The witness protection programme offers protection to individuals, but not their families, writes Mungo Soggot
Key witnesses to the killings which have ravaged the KwaZulu-Natal Midlands town of Richmond have refused to join the witness protection programme.
The witnesses are either anxious to protect their families for whom the scheme does not cater or are reacting to the programmes patchy reputation in the province.
Peace monitors in the province say their reluctance is often justified, claiming the witness protection programme favours a few hotels which are widely known to be safe houses.
SAPS chief investigator Bushy Engelbrecht who arrested alleged Richmond warlord Sifiso Nkabinde earlier this month on 18 murder charges says about half the 60-odd witnesses he has lined up are not on the programme.
Engelbrecht says witnesses tell him they want to stay home to protect their family or that they are their familys chief breadwinner. Some witnesses, who initially refused to enter the programme, have since asked to be taken on after being intimidated.

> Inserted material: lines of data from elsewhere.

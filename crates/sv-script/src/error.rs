use crate::interpreter::{CheckMultiSigError, CheckSigError};
use crate::num::NumError;
use crate::stack::StackError;

/// Script error type.
#[derive(Debug, Clone, Eq, PartialEq, thiserror::Error)]
pub enum Error {
    ///////////////////////////
    // Script outcome.
    ///////////////////////////
    /// The script evaluated without error but terminated with a false top
    /// stack element.
    #[error("script terminated with a false stack element")]
    EvalFalse,
    /// The script evaluated to an empty stack.
    #[error("stack empty at end of script execution")]
    EmptyStack,
    /// CLEANSTACK is set and more than one element remains on the stack
    /// after evaluation.
    #[error("stack contains {0} unexpected items")]
    CleanStack(usize),
    /// The final result was requested before every script was executed.
    #[error("error check when script unfinished")]
    ScriptUnfinished,
    /// OP_RETURN executed before the genesis upgrade.
    #[error("script returned early")]
    EarlyReturn,

    ///////////////////////////
    // Setup.
    ///////////////////////////
    /// CLEANSTACK without P2SH.
    #[error("invalid flag combination")]
    InvalidFlags,
    #[error("script size {size} is larger than the max allowed size {max}")]
    ScriptTooBig { size: usize, max: usize },
    /// The unlocking script contains a non-push opcode while SIGPUSHONLY is
    /// set, or while spending a pay-to-script-hash output.
    #[error("signature script is not push only")]
    SigPushOnly,
    #[error("program counter {script_idx}:{script_off} is out of range")]
    InvalidProgramCounter { script_idx: usize, script_off: usize },
    #[error("input index {index} is out of range for a transaction with {inputs} inputs")]
    InputIndexOutOfRange { index: usize, inputs: usize },

    ///////////////////////////
    // Parsing.
    ///////////////////////////
    #[error("malformed push: {0}")]
    MalformedPush(bitcoin::script::Error),
    /// A parsed opcode carries data that its encoding cannot express.
    #[error("{opcode} carries {len} bytes of data that its encoding cannot represent")]
    InvalidPushLength { opcode: &'static str, len: usize },
    /// MINIMALDATA is set and a push did not use the smallest encoding.
    #[error("data push with {opcode} is not minimally encoded")]
    MinimalData { opcode: &'static str },

    ///////////////////////////
    // Limits.
    ///////////////////////////
    #[error("element size {size} exceeds the max allowed size {max}")]
    ElementTooBig { size: usize, max: usize },
    #[error("exceeded max operation limit of {0}")]
    TooManyOperations(usize),
    /// Stack and altstack combined depth is over the limit.
    #[error("combined stack size {size} exceeds the max allowed size {max}")]
    StackOverflow { size: usize, max: usize },

    ///////////////////////////
    // Opcode legality.
    ///////////////////////////
    #[error("attempt to execute disabled opcode {0}")]
    DisabledOpcode(&'static str),
    #[error("attempt to execute reserved opcode {0}")]
    ReservedOpcode(&'static str),
    #[error("attempt to execute invalid opcode {0}")]
    InvalidOpcode(&'static str),
    #[error("{0} executed while DISCOURAGE_UPGRADABLE_NOPS is set")]
    DiscourageUpgradableNops(&'static str),

    ///////////////////////////
    // Conditionals.
    ///////////////////////////
    /// OP_ELSE or OP_ENDIF without an open OP_IF, a second OP_ELSE after
    /// genesis, or a script ending inside a conditional block.
    #[error("unbalanced conditional")]
    UnbalancedConditional,
    /// MINIMALIF is set and the operand of OP_IF/OP_NOTIF is neither empty
    /// nor `[0x01]`.
    #[error("conditional operand is not a minimal boolean")]
    MinimalIf,

    ///////////////////////////
    // Failed verify operations.
    ///////////////////////////
    #[error("OP_VERIFY failed")]
    Verify,
    #[error("OP_EQUALVERIFY failed")]
    EqualVerify,
    #[error("OP_NUMEQUALVERIFY failed")]
    NumEqualVerify,
    #[error("OP_CHECKSIGVERIFY failed")]
    CheckSigVerify,
    #[error("OP_CHECKMULTISIGVERIFY failed")]
    CheckMultiSigVerify,

    ///////////////////////////
    // Splice and bitwise operands.
    ///////////////////////////
    #[error("number too big: {0}")]
    NumberTooBig(&'static str),
    #[error("number too small: {0}")]
    NumberTooSmall(&'static str),
    #[error("operands of {0} have different lengths")]
    InvalidInputLength(&'static str),

    ///////////////////////////
    // CHECKLOCKTIMEVERIFY and CHECKSEQUENCEVERIFY
    ///////////////////////////
    #[error("negative lock time")]
    NegativeLockTime,
    /// The required lock time has not been reached.
    #[error("unsatisfied lock time")]
    UnsatisfiedLockTime,

    ///////////////////////////
    // Nested.
    ///////////////////////////
    #[error("invalid alt stack operation")]
    InvalidAltStackOperation,
    #[error(transparent)]
    Stack(#[from] StackError),
    #[error(transparent)]
    Num(#[from] NumError),
    #[error(transparent)]
    CheckSig(#[from] CheckSigError),
    #[error(transparent)]
    CheckMultiSig(#[from] CheckMultiSigError),
}
use crate::{PageSize, PhysicalPage};
use core::fmt;
use core::ops::{Add, AddAssign};

/// Physical memory address.
///
/// Carries intent: a `PhysicalAddress` is never dereferenced directly, it has
/// to go through a mapper (identity, HHDM or a test arena) first.
#[repr(transparent)]
#[derive(Copy, Clone, Default, Eq, PartialEq, Ord, PartialOrd, Hash)]
pub struct PhysicalAddress(u64);

impl PhysicalAddress {
    #[inline]
    #[must_use]
    pub const fn new(v: u64) -> Self {
        Self(v)
    }

    #[inline]
    #[must_use]
    pub const fn zero() -> Self {
        Self(0)
    }

    #[inline]
    #[must_use]
    pub const fn as_u64(self) -> u64 {
        self.0
    }

    /// `true` if the low `S::SHIFT` bits are clear.
    #[inline]
    #[must_use]
    pub const fn is_aligned<S: PageSize>(self) -> bool {
        self.0 & S::MASK == 0
    }

    #[inline]
    #[must_use]
    pub const fn align_down<S: PageSize>(self) -> Self {
        Self(self.0 & !S::MASK)
    }

    /// Round up to the next `S` boundary; `None` if that overflows.
    #[inline]
    #[must_use]
    pub const fn align_up<S: PageSize>(self) -> Option<Self> {
        match self.0.checked_add(S::MASK) {
            Some(v) => Some(Self(v & !S::MASK)),
            None => None,
        }
    }

    /// The page of size `S` containing this address.
    #[inline]
    #[must_use]
    pub const fn page<S: PageSize>(self) -> PhysicalPage<S> {
        PhysicalPage::containing(self)
    }

    #[inline]
    #[must_use]
    pub const fn checked_add(self, rhs: u64) -> Option<Self> {
        match self.0.checked_add(rhs) {
            Some(v) => Some(Self(v)),
            None => None,
        }
    }
}

impl fmt::Debug for PhysicalAddress {
    fn fmt(&self, f: &mut fmt::Formatter<'_>) -> fmt::Result {
        write!(f, "PA(0x{:016X})", self.0)
    }
}

impl fmt::Display for PhysicalAddress {
    fn fmt(&self, f: &mut fmt::Formatter<'_>) -> fmt::Result {
        write!(f, "0x{:016X}", self.0)
    }
}

impl From<u64> for PhysicalAddress {
    #[inline]
    fn from(v: u64) -> Self {
        Self::new(v)
    }
}

impl<S: PageSize> From<PhysicalPage<S>> for PhysicalAddress {
    #[inline]
    fn from(value: PhysicalPage<S>) -> Self {
        value.base()
    }
}

impl Add<u64> for PhysicalAddress {
    type Output = Self;

    #[inline]
    fn add(self, rhs: u64) -> Self::Output {
        Self(self.0 + rhs)
    }
}

impl AddAssign<u64> for PhysicalAddress {
    #[inline]
    fn add_assign(&mut self, rhs: u64) {
        self.0 += rhs;
    }
}
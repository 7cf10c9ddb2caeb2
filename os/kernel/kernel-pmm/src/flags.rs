//! Protection bits recorded for shared frames.

bitflags::bitflags! {
    /// Leaf page-table entry bits as seen by the frame allocator.
    ///
    /// The allocator only interprets [`WRITABLE`](Self::WRITABLE); the rest
    /// are carried so the page-fault path can restore the full mapping intent
    /// once a shared frame is split. Unknown bits are retained verbatim.
    #[derive(Copy, Clone, Debug, PartialEq, Eq, Hash)]
    pub struct PageFlags: u64 {
        /// Mapping is valid.
        const PRESENT       = 1 << 0;
        /// Writes are allowed. Cleared on both sides of a copy-on-write share.
        const WRITABLE      = 1 << 1;
        /// Accessible from ring 3.
        const USER          = 1 << 2;
        const WRITE_THROUGH = 1 << 3;
        const CACHE_DISABLE = 1 << 4;
        const ACCESSED      = 1 << 5;
        const DIRTY         = 1 << 6;
        const GLOBAL        = 1 << 8;
        /// Software bit (available to the OS): the frame is shared copy-on-write.
        const COW           = 1 << 9;
        const NO_EXECUTE    = 1 << 63;

        const _ = !0;
    }
}

impl PageFlags {
    #[inline]
    #[must_use]
    pub const fn is_writable(self) -> bool {
        self.contains(Self::WRITABLE)
    }

    /// `true` if both sets agree on the write permission.
    #[inline]
    #[must_use]
    pub const fn same_write_access(self, other: Self) -> bool {
        self.is_writable() == other.is_writable()
    }

    /// Bits for a mapping that now shares its frame: read-only, marked COW.
    ///
    /// Only a mapping that was writable gains the COW mark; a read-only page
    /// stays read-only after a write fault too.
    #[inline]
    #[must_use]
    pub const fn into_shared(self) -> Self {
        if self.is_writable() {
            self.difference(Self::WRITABLE).union(Self::COW)
        } else {
            self
        }
    }

    /// Bits for the private frame handed out by a copy-on-write fault.
    #[inline]
    #[must_use]
    pub const fn into_private(self) -> Self {
        if self.contains(Self::COW) {
            self.difference(Self::COW).union(Self::WRITABLE)
        } else {
            self
        }
    }
}

#[cfg(test)]
mod tests {
    use super::*;

    #[test]
    fn shared_mapping_drops_write_and_gains_cow() {
        let rw = PageFlags::PRESENT | PageFlags::WRITABLE | PageFlags::USER;
        let shared = rw.into_shared();
        assert!(!shared.is_writable());
        assert!(shared.contains(PageFlags::COW | PageFlags::USER));
        assert_eq!(shared.into_private(), rw);
    }

    #[test]
    fn read_only_mapping_is_never_made_writable() {
        let ro = PageFlags::PRESENT | PageFlags::USER | PageFlags::NO_EXECUTE;
        assert_eq!(ro.into_shared(), ro);
        assert_eq!(ro.into_private(), ro);
    }

    #[test]
    fn unknown_bits_are_retained() {
        let raw = (1_u64 << 52) | PageFlags::WRITABLE.bits();
        let flags = PageFlags::from_bits_retain(raw);
        assert_eq!(flags.into_shared().into_private().bits(), raw);
    }

    #[test]
    fn write_access_comparison_ignores_other_bits() {
        let a = PageFlags::PRESENT | PageFlags::WRITABLE;
        let b = PageFlags::WRITABLE | PageFlags::DIRTY;
        assert!(a.same_write_access(b));
        assert!(!a.same_write_access(PageFlags::PRESENT));
    }
}
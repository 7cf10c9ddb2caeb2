//! # Physical memory access
//!
//! The allocator never dereferences a [`PhysicalAddress`] directly. Poison
//! fills, content copies and the intrusive free-list link all go through a
//! [`PhysMapper`], which turns a physical address into a pointer that is
//! valid in the current address space.
//!
//! - In the kernel, [`HhdmPhysMapper`] adds the higher-half direct map base.
//! - In tests, an arena of host memory stands in for physical RAM.

use kernel_info::memory::{FRAME_SIZE, HHDM_BASE};
use kernel_memory_addresses::PhysicalAddress;

use crate::Frame;

/// The raw contents of one frame.
#[allow(clippy::cast_possible_truncation)]
pub type FrameBytes = [u8; FRAME_SIZE as usize];

/// Converts physical addresses to *temporarily* usable references in the
/// current virtual address space.
pub trait PhysMapper {
    /// Convert a *physical* address to a usable mutable reference.
    ///
    /// # Safety
    /// - `pa` must be mapped writable in the current address space for
    ///   `size_of::<T>()` bytes and suitably aligned for `T`.
    /// - The caller must not create aliasing references to the same bytes.
    unsafe fn phys_to_mut<'a, T>(&self, pa: PhysicalAddress) -> &'a mut T;
}

impl<M: PhysMapper + ?Sized> PhysMapper for &M {
    #[inline]
    unsafe fn phys_to_mut<'a, T>(&self, pa: PhysicalAddress) -> &'a mut T {
        unsafe { (**self).phys_to_mut(pa) }
    }
}

/// [`PhysMapper`] for kernels with a higher-half direct map (HHDM).
///
/// # Safety
/// - The HHDM mapping must be present and cover the referenced physical range.
#[derive(Debug, Default, Copy, Clone)]
pub struct HhdmPhysMapper;

impl PhysMapper for HhdmPhysMapper {
    #[inline]
    unsafe fn phys_to_mut<'a, T>(&self, pa: PhysicalAddress) -> &'a mut T {
        let va = (HHDM_BASE + pa.as_u64()) as *mut T;
        // SAFETY: Caller must ensure the physical address is valid and mapped via HHDM.
        unsafe { &mut *va }
    }
}

/// Overwrite every byte of `frame` with `byte`.
///
/// # Safety
/// The caller must own `frame` exclusively and `mapper` must map it.
#[inline]
pub(crate) unsafe fn fill_frame<M: PhysMapper>(mapper: &M, frame: Frame, byte: u8) {
    let bytes: &mut FrameBytes = unsafe { mapper.phys_to_mut(frame.base()) };
    bytes.fill(byte);
}

/// Copy the contents of `src` into `dst`.
///
/// # Safety
/// `src` and `dst` must be distinct frames mapped by `mapper`; nobody may
/// write `src` or access `dst` during the copy.
#[inline]
pub(crate) unsafe fn copy_frame<M: PhysMapper>(mapper: &M, src: Frame, dst: Frame) {
    debug_assert_ne!(src, dst);
    let from: &mut FrameBytes = unsafe { mapper.phys_to_mut(src.base()) };
    let to: &mut FrameBytes = unsafe { mapper.phys_to_mut(dst.base()) };
    to.copy_from_slice(from);
}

He says he has nothing to do with the programme, but believes witnesses are taken out the province by the Department of Justice.
Jenny Irish, of the Network of Independent Monitors, says that in parts of the Midlands the programme has developed a bad reputation which filters through to new witnesses. She says the handful of hotels used makes witnesses relatively easy to trace, while some witnesses under protection have been shot.
Irish says witnesses reasons for refusing to join the programme are often valid. There is little point going on to the programme if families are left unprotected.
She adds that there is a widely held suspicion that if people join the programme word gets around more quickly that they are witnesses.
Last month it emerged that a key witness to a KwaZulu-Natal political murder enquiry was shot twice while hiding in a hotel under police protection. The witness, Nhlakanipho Nxumalo, survived the hit but was subsequently dropped from the witness protection programme before the murder investigation was wrapped up and all the suspects caught. The case has been referred to the Independent Complaints Directorate, which monitors police malpractice.
The justice department could not be reached on Heritage Day to field questions about the programmes performance in Kwazulu- Natal. But it said earlier in the week that, countrywide, the programme is being swamped and is likely to overshoot its R6,9-million budget by three times in the current financial year.
The department said it will probably spend R20-million this year to cope with the increase of witnesses on the programme. In a written reply to the Mail & Guardian it said the number of people on the programme has surged from 40 in 1995 to 473 by August this year.
It dismissed any suggestion that the programme is ineffective, saying only two witnesses have died one in a motor accident and another through suicide after breaking up with her boyfriend. A third witness was injured in a fight in a bar, the department told the M&G.
It said a draft Bill on witness protection will be a vast improvement on the existing law, which is part of the 1977 Criminal Procedure Act.